*** Opening INPUT DATA ***

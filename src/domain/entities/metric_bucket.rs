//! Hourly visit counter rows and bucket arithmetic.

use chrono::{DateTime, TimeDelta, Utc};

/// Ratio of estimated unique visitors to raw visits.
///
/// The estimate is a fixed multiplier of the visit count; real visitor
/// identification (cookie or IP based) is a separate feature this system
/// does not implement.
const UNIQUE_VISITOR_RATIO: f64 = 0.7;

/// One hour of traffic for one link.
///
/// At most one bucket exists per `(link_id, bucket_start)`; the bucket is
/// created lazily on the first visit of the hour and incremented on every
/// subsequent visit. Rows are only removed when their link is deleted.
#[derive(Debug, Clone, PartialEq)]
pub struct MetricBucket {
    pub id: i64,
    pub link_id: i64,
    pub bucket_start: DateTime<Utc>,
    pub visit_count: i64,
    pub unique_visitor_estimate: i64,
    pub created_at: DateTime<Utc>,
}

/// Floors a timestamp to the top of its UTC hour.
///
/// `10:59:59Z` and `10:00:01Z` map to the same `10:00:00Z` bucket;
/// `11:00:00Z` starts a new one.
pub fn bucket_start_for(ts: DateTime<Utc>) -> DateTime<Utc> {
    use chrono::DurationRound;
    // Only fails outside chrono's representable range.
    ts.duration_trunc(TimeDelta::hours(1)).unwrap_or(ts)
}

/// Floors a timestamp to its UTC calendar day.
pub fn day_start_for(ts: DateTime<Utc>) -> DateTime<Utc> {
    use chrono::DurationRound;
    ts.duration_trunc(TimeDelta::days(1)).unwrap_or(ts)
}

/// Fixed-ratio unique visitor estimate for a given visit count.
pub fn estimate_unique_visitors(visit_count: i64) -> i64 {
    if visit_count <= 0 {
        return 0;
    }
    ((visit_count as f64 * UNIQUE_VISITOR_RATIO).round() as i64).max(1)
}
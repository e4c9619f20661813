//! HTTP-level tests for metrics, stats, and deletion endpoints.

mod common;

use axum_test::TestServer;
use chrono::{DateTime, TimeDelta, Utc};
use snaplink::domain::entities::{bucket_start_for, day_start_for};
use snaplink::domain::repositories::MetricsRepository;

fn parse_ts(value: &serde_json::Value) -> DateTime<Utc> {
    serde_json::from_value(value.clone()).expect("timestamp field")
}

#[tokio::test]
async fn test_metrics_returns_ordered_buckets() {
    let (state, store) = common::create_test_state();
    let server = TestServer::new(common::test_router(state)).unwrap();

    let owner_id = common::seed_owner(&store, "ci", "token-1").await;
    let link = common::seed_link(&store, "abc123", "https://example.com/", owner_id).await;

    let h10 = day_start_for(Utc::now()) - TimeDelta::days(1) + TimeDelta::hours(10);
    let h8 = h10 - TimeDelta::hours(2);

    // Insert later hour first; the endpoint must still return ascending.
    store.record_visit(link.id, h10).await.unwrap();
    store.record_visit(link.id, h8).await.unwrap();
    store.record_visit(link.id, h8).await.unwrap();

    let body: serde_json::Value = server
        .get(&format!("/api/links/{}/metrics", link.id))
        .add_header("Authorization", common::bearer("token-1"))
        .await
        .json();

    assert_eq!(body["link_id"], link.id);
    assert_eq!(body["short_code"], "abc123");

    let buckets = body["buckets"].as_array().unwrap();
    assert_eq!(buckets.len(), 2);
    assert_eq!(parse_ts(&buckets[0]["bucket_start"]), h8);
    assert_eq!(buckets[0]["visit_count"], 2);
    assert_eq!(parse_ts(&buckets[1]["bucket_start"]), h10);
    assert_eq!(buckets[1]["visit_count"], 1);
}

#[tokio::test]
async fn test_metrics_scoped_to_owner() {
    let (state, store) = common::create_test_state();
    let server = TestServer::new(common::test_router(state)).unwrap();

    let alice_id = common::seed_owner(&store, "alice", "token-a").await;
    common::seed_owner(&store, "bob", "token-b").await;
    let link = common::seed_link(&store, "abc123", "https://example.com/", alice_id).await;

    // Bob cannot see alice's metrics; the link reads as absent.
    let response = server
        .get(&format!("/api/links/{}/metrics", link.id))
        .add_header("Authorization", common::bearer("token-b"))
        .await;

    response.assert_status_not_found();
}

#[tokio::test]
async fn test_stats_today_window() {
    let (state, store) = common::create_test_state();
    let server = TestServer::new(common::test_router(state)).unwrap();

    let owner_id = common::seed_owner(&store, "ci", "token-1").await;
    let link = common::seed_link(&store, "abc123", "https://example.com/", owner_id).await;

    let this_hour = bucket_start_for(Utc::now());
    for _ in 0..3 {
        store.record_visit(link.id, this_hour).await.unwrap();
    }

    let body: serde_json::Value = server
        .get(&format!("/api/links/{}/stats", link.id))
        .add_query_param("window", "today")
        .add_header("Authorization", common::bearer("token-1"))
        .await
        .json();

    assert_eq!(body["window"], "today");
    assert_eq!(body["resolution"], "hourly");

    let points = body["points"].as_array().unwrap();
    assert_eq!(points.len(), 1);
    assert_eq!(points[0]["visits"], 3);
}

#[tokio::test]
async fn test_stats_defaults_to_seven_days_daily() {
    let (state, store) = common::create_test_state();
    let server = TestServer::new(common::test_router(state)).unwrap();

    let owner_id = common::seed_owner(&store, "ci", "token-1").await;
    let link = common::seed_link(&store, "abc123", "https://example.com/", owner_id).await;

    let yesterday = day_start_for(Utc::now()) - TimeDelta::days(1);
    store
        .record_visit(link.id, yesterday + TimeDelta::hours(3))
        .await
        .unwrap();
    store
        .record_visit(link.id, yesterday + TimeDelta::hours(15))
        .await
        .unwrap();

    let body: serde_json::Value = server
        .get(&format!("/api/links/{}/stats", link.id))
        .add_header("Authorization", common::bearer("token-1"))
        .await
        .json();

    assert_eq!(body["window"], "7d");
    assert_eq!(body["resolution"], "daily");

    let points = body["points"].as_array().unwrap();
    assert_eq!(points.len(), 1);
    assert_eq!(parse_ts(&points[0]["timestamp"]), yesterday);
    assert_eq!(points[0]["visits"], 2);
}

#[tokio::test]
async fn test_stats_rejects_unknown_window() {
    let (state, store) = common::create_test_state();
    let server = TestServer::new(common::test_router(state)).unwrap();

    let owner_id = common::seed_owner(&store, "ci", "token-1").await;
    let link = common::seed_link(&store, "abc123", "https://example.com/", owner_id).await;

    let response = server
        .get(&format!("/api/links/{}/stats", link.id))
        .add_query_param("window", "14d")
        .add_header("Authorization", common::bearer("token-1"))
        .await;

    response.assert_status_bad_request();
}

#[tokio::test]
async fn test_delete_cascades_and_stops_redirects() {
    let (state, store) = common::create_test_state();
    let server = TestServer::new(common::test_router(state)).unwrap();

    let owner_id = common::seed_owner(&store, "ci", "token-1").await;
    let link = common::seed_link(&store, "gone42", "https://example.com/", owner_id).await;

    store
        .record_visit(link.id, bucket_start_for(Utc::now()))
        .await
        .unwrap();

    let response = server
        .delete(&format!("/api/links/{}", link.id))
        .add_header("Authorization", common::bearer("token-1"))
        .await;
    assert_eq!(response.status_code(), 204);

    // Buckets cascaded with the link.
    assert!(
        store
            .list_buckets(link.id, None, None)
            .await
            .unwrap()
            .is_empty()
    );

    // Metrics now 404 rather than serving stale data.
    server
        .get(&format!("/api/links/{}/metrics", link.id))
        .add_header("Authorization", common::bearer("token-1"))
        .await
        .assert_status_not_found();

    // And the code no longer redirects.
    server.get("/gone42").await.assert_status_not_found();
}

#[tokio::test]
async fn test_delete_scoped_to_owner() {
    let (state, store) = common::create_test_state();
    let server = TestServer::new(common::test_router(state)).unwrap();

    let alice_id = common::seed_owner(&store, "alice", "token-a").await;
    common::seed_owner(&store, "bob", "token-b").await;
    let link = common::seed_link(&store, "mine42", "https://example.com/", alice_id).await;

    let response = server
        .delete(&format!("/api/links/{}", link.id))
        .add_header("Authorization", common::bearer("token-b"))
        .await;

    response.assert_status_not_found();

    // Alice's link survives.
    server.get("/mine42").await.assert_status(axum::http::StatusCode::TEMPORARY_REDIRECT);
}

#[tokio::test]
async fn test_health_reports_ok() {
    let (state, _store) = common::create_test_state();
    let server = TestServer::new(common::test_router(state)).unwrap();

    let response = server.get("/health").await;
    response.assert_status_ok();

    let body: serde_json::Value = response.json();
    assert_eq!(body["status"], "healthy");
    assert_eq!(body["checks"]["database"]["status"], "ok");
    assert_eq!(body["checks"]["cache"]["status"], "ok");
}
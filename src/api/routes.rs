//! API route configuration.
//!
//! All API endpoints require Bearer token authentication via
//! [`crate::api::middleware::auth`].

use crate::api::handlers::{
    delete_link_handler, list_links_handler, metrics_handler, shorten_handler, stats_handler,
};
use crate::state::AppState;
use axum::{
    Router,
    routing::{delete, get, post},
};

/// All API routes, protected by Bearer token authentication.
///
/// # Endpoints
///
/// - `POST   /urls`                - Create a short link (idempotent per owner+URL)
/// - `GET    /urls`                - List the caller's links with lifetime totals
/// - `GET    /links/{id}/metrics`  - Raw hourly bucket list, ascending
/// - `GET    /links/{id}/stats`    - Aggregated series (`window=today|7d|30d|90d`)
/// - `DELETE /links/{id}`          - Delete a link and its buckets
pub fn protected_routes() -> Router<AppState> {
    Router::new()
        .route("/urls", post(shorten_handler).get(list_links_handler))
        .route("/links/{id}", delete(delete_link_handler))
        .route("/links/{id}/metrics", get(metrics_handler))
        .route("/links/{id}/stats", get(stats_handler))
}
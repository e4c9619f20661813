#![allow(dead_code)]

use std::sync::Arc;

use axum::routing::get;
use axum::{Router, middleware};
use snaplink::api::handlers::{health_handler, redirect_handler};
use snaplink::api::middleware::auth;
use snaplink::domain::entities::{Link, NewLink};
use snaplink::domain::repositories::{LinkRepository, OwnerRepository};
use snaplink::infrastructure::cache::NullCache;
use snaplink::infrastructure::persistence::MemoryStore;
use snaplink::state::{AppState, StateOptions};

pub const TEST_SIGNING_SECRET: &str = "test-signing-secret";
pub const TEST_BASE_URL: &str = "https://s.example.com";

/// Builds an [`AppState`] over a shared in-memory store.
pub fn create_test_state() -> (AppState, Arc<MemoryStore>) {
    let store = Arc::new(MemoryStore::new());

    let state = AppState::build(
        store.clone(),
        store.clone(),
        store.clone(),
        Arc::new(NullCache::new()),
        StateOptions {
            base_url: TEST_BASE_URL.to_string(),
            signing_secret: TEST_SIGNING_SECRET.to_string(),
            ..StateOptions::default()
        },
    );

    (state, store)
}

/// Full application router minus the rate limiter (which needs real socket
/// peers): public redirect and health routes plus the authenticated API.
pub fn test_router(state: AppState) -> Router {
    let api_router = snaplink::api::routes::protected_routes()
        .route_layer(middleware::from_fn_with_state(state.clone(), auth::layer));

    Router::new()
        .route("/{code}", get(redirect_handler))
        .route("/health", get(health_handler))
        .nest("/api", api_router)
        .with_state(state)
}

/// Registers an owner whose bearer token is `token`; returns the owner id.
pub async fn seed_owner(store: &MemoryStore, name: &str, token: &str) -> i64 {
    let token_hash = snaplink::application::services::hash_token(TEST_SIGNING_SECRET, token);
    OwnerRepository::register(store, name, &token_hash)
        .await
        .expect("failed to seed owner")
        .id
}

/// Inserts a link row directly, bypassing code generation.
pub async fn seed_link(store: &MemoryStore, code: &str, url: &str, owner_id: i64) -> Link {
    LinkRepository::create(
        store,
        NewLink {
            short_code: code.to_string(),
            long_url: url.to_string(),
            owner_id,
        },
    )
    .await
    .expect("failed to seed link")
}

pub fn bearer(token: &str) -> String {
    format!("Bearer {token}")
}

*** Closing INPUT DATA ***
*** Opening INPUT DATA ***

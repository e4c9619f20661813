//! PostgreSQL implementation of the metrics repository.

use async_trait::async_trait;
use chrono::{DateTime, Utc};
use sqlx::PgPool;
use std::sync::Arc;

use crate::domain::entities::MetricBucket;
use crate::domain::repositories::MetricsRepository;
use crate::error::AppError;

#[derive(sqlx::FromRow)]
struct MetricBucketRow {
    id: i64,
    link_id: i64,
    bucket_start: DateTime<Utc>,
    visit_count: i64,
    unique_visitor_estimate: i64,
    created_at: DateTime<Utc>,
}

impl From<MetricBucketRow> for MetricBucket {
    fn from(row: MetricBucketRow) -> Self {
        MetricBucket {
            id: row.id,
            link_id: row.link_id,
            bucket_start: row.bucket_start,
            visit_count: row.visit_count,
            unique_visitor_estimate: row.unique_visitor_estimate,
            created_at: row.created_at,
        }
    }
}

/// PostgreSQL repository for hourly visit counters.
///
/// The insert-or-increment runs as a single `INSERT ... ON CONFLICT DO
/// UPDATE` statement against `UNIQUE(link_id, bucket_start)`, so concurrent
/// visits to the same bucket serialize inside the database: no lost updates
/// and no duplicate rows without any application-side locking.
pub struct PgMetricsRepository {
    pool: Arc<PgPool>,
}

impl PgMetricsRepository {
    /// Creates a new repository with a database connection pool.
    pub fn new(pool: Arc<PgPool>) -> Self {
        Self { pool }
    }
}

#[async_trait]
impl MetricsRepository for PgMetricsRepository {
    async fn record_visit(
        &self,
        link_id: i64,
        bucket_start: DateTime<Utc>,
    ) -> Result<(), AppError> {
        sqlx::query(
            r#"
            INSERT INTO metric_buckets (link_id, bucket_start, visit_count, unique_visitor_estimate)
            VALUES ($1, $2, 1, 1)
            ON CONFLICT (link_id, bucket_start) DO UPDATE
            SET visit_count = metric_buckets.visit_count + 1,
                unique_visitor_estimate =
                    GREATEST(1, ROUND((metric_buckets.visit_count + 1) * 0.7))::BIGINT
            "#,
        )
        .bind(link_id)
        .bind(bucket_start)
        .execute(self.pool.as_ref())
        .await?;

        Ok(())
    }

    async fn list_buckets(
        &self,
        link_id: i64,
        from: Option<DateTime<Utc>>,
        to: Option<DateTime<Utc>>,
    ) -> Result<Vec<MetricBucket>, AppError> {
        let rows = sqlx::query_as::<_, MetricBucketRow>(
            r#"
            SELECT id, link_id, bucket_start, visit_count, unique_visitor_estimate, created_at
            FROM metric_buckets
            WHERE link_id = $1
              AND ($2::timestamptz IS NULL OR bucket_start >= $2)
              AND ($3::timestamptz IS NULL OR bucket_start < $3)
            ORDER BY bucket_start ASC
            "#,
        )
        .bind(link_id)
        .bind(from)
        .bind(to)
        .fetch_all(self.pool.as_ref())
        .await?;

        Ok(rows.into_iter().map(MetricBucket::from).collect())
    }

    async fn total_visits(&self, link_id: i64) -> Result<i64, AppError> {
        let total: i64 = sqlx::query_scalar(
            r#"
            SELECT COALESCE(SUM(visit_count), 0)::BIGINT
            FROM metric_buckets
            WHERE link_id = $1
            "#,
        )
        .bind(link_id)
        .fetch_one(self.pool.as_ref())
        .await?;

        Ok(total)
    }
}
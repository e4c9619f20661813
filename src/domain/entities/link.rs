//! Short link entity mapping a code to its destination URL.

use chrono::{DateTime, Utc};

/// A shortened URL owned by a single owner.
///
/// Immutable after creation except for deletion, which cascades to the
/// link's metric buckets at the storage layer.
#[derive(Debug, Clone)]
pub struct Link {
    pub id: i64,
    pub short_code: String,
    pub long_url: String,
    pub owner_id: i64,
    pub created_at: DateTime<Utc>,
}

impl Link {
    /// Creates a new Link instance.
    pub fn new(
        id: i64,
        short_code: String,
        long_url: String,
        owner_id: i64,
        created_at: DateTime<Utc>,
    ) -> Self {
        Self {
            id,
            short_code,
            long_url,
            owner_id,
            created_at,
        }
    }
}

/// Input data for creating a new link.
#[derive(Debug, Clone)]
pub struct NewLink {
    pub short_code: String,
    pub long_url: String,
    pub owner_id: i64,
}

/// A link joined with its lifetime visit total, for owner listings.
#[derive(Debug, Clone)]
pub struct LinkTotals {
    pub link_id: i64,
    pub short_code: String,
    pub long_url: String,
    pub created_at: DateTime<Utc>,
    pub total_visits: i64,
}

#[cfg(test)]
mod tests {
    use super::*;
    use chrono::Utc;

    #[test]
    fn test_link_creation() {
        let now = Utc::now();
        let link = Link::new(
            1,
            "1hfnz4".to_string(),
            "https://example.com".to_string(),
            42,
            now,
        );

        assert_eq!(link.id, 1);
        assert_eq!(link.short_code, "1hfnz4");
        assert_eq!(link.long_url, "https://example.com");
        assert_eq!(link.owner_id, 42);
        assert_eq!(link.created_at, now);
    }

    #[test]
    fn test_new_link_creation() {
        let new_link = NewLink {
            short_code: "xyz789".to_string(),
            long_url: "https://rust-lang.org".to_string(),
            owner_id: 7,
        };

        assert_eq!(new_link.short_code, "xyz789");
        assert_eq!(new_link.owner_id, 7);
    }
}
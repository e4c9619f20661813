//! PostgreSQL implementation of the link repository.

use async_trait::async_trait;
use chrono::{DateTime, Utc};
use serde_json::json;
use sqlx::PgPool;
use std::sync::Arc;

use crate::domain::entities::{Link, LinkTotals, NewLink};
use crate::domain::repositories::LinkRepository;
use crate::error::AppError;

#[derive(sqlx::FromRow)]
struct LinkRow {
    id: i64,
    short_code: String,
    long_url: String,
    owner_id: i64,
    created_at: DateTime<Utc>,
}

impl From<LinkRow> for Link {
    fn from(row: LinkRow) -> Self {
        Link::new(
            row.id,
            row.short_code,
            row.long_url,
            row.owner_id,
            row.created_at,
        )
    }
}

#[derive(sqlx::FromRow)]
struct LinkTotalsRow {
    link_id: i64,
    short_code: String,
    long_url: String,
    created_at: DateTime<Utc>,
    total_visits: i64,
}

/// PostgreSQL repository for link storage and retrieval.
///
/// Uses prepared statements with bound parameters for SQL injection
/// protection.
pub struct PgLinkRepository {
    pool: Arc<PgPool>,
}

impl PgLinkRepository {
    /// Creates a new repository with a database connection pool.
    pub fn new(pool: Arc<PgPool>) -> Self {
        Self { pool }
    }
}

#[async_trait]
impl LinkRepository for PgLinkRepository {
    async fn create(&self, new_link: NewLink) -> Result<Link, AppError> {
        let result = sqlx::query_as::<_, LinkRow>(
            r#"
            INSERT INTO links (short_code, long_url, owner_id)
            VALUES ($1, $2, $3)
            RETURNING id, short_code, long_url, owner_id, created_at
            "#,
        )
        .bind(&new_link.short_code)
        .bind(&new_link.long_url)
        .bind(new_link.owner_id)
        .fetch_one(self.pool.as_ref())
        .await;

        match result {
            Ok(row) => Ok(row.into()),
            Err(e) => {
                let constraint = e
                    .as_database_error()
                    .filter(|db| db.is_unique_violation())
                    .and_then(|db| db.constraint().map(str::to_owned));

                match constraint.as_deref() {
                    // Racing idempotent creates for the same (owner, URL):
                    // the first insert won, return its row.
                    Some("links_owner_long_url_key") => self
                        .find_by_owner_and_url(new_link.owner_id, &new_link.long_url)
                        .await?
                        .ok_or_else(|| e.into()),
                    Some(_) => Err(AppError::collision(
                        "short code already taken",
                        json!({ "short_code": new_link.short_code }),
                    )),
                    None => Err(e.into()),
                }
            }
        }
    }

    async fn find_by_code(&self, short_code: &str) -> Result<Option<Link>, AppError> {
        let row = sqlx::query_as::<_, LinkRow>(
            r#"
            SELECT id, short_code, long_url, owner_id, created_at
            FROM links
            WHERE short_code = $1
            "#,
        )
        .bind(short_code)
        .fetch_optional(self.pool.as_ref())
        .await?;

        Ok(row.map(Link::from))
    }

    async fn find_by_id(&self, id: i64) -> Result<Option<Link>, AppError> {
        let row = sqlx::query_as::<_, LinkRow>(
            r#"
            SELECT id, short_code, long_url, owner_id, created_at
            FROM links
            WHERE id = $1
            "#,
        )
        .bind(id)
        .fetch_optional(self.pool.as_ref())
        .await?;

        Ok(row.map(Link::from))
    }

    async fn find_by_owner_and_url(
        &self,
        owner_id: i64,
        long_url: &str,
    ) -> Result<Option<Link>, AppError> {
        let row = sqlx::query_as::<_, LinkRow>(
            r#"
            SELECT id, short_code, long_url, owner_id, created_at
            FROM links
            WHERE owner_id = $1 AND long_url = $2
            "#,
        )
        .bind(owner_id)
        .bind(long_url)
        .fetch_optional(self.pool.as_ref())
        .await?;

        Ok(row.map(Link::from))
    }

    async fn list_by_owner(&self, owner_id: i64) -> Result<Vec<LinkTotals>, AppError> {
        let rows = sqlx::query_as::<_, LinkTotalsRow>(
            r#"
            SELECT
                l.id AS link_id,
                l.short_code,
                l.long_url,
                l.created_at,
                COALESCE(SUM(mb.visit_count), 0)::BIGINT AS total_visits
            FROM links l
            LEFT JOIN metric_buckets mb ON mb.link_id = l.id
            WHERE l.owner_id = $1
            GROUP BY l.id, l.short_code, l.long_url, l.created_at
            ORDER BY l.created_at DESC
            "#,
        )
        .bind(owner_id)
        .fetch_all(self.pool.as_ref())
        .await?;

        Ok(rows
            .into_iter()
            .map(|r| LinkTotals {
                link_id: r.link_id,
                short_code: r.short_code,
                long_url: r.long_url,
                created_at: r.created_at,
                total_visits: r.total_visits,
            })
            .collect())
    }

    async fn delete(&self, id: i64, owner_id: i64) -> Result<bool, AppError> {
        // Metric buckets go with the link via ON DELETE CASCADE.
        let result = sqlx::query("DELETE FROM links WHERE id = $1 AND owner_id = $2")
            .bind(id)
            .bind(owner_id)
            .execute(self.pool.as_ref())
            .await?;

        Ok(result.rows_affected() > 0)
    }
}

*** Closing INPUT DATA ***
*** Opening INPUT DATA ***

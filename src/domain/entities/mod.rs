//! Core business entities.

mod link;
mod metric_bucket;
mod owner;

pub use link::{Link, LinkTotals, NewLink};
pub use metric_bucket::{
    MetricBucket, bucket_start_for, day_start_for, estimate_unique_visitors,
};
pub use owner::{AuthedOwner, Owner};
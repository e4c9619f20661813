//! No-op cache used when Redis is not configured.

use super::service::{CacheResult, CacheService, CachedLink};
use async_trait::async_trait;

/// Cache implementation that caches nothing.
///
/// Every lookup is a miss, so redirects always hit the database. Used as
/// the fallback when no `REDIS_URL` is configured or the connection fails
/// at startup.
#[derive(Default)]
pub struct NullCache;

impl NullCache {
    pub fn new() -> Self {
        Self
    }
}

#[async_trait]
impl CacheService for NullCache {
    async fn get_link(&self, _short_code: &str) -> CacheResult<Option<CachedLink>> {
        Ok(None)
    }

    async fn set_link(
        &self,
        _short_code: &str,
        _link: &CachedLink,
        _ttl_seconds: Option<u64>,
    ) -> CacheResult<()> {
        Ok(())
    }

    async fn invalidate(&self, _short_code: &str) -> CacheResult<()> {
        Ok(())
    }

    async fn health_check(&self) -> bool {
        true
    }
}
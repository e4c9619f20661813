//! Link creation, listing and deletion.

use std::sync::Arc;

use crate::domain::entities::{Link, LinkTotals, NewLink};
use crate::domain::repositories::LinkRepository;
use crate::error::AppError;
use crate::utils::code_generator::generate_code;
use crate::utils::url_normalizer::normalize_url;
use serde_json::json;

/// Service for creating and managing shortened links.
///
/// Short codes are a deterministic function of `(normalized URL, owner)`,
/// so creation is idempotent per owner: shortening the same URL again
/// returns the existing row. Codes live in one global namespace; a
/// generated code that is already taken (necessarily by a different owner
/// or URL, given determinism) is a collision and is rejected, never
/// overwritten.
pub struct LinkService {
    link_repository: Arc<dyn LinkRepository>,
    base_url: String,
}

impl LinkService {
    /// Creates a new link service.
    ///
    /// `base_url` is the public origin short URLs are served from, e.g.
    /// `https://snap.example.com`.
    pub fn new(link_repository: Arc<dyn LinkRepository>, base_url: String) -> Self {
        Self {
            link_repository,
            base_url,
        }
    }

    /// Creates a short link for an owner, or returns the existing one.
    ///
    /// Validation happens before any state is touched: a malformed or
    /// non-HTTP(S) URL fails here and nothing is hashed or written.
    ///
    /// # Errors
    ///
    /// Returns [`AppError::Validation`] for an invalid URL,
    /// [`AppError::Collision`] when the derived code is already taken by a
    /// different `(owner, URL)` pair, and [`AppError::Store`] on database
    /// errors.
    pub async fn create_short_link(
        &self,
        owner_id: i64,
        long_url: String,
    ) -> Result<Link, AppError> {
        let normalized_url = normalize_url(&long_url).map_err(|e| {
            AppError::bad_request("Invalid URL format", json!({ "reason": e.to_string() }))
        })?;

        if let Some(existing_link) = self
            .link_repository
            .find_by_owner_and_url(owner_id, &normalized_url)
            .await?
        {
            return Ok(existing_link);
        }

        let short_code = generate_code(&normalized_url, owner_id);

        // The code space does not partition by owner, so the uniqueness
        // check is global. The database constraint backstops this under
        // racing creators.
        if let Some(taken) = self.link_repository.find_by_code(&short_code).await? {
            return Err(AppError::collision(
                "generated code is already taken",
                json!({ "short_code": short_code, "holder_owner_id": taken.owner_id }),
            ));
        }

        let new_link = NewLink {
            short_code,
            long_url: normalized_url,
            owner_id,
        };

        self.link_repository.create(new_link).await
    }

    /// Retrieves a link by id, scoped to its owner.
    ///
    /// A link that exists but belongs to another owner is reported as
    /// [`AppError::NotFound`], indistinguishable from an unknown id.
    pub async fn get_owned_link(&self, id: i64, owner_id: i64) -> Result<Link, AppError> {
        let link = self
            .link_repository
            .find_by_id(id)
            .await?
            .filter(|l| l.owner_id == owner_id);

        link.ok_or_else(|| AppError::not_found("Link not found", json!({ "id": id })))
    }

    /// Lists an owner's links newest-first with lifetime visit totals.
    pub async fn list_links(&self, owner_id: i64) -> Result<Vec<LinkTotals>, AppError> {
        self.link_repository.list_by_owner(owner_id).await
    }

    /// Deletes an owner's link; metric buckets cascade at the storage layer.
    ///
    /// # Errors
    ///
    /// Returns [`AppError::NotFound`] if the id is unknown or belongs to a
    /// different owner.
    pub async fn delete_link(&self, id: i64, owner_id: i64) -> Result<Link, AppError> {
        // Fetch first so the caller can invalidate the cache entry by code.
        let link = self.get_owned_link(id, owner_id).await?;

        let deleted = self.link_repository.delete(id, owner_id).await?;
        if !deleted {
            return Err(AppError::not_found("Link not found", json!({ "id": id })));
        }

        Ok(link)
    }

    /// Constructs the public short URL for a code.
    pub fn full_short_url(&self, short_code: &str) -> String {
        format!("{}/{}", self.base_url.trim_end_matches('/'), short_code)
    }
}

*** Closing INPUT DATA ***

- **WORK TO BE COMPLETED**
Set aside each line above that includes the string "NullCache" and report it.

- **RESPONSE TO THIS EXERCISE**
use snaplink::infrastructure::cache::NullCache;
        Arc::new(NullCache::new()),
pub struct NullCache;
impl NullCache {
impl CacheService for NullCache {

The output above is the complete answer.